── Provided information ──

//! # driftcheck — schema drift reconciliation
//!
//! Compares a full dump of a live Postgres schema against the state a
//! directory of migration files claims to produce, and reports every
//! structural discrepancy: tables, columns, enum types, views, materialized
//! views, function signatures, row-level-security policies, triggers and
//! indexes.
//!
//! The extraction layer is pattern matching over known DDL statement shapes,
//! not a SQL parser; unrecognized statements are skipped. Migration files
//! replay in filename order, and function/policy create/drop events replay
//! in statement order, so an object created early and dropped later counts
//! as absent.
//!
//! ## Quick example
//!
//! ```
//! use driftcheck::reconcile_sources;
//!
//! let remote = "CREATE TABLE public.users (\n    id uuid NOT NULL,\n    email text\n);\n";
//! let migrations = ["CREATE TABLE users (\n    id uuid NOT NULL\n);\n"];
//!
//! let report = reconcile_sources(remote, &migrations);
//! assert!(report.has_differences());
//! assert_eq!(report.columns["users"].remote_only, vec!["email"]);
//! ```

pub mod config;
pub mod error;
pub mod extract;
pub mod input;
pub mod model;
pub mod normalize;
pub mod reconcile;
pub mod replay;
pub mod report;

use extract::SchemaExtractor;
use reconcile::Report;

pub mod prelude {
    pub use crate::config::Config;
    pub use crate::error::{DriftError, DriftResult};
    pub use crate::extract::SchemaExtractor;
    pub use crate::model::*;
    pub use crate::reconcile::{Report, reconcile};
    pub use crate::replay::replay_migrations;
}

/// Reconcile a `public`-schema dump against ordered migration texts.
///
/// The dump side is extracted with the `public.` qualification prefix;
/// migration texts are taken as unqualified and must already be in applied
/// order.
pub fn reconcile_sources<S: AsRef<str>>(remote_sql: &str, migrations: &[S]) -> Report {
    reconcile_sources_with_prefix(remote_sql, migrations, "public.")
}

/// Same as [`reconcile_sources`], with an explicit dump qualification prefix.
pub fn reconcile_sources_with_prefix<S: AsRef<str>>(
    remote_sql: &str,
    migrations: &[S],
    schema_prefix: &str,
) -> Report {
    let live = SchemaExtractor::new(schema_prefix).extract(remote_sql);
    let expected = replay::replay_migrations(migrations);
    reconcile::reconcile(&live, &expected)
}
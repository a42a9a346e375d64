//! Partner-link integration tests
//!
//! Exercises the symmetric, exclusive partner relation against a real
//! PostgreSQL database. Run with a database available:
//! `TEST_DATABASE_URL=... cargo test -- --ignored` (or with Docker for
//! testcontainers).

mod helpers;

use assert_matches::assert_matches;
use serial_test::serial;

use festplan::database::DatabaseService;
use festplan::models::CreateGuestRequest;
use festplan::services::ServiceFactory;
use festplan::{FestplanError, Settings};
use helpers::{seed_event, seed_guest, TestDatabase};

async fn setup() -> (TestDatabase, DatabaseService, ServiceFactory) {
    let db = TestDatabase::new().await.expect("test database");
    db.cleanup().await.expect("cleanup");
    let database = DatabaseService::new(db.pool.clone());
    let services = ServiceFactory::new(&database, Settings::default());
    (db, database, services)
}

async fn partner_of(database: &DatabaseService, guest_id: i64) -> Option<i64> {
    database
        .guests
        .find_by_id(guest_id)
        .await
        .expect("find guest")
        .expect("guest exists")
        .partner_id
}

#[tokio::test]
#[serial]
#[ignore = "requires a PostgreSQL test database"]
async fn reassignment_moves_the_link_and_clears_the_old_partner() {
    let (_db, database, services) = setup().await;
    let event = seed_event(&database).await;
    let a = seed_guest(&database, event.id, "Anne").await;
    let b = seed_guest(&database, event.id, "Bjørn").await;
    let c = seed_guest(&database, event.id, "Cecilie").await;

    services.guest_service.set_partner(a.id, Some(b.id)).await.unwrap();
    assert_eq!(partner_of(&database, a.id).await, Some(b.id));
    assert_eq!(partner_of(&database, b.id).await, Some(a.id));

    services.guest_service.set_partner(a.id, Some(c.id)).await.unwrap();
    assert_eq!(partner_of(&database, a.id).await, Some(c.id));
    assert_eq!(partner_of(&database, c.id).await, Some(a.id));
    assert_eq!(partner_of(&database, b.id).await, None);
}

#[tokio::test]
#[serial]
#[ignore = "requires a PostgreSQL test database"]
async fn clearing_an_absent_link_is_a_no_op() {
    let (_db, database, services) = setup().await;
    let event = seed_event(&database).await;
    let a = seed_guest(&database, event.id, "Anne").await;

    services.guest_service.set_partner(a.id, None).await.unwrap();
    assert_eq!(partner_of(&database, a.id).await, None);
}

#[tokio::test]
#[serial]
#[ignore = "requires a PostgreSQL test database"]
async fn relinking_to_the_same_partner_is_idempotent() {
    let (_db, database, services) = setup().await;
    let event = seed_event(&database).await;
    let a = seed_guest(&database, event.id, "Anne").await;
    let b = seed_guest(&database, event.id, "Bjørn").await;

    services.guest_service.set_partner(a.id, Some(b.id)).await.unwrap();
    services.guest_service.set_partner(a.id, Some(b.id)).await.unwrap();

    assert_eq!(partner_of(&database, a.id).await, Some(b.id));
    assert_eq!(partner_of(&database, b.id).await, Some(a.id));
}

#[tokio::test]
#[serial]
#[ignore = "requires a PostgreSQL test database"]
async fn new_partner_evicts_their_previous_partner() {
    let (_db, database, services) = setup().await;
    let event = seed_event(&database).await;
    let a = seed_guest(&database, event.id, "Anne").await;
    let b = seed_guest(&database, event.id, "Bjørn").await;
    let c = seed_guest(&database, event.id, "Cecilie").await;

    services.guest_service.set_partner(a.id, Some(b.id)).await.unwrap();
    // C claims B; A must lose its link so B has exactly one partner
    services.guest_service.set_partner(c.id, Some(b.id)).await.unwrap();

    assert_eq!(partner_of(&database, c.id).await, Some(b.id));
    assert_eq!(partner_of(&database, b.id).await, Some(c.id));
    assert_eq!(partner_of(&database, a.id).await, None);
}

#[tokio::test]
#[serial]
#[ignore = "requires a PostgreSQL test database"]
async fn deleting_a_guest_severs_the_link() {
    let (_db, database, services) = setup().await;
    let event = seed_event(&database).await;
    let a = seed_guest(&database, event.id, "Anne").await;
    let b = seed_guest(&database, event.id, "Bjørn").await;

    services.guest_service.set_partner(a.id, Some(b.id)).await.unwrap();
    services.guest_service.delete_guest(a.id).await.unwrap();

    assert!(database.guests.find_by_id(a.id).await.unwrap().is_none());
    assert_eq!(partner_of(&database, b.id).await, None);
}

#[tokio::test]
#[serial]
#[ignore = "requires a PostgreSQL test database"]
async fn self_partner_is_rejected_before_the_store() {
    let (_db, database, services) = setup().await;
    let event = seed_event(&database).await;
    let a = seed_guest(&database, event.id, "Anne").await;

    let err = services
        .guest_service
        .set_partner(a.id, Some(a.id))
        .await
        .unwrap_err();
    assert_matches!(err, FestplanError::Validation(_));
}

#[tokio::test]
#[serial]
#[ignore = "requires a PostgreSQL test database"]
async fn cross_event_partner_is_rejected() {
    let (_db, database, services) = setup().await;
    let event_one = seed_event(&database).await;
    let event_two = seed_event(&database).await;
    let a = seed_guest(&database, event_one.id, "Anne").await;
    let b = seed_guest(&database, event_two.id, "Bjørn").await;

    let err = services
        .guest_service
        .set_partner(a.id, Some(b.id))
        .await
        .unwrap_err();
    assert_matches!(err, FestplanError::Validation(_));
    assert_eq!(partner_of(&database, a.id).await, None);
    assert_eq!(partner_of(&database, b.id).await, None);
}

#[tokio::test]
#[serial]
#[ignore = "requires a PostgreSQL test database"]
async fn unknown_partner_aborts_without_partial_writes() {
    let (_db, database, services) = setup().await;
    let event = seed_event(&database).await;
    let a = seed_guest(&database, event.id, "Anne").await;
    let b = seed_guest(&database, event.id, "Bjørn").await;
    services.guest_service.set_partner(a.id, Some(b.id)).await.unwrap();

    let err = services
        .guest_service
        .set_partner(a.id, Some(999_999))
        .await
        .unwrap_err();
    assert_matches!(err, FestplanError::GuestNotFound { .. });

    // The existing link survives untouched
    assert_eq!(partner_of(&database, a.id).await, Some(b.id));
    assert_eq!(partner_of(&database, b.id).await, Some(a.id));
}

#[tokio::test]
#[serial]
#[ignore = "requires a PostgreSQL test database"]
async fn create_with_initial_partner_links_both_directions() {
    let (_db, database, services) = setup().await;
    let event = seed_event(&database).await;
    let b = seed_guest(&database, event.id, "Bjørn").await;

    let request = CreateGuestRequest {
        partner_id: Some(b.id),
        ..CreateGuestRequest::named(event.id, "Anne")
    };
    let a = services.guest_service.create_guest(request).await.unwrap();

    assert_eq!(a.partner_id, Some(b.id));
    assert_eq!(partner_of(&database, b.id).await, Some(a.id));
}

───
── Provided information ──

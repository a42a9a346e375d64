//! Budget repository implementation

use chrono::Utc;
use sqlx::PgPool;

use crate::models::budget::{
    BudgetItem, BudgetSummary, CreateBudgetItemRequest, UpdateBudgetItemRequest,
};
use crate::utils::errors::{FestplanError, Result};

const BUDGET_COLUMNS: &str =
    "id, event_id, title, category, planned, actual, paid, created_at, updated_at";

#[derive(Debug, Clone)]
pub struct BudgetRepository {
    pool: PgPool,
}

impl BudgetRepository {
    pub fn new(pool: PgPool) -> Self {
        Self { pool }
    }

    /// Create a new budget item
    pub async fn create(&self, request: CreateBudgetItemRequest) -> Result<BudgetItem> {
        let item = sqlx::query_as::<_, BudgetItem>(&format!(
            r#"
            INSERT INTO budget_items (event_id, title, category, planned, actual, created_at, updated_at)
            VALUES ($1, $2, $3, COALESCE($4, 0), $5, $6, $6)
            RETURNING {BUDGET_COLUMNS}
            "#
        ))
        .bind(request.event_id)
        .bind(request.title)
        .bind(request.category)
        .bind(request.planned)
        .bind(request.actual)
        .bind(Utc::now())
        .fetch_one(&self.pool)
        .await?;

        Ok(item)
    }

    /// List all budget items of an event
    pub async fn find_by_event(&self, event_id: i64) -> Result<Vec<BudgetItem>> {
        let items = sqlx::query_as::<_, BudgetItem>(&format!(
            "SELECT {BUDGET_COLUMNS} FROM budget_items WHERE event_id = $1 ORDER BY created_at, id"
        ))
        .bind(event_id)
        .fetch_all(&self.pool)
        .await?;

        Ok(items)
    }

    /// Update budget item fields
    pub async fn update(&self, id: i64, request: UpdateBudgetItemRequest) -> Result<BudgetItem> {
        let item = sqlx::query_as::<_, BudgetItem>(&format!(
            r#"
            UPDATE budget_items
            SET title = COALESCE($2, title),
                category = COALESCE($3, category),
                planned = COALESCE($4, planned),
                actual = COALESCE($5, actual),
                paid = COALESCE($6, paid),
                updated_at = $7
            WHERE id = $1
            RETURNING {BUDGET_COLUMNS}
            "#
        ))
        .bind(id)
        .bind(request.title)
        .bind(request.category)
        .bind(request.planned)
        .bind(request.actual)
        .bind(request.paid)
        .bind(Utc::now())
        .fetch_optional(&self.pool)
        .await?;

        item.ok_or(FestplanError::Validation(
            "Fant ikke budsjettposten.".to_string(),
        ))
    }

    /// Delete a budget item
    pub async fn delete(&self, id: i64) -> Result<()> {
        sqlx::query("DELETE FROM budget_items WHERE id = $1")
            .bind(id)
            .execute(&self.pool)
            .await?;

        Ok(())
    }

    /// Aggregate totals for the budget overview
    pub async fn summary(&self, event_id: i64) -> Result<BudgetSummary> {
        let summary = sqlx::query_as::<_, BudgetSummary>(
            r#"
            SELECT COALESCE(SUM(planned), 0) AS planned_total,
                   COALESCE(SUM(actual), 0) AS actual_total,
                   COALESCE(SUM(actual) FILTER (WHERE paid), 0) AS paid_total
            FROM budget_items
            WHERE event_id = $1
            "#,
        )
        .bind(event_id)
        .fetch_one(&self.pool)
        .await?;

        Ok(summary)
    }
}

───

**The task:** From the data, collect all lines where the string "dump" appears.

**Result of the exercise:**
//! Compares a full dump of a live Postgres schema against the state a
/// Reconcile a `public`-schema dump against ordered migration texts.
/// The dump side is extracted with the `public.` qualification prefix;
/// Same as [`reconcile_sources`], with an explicit dump qualification prefix.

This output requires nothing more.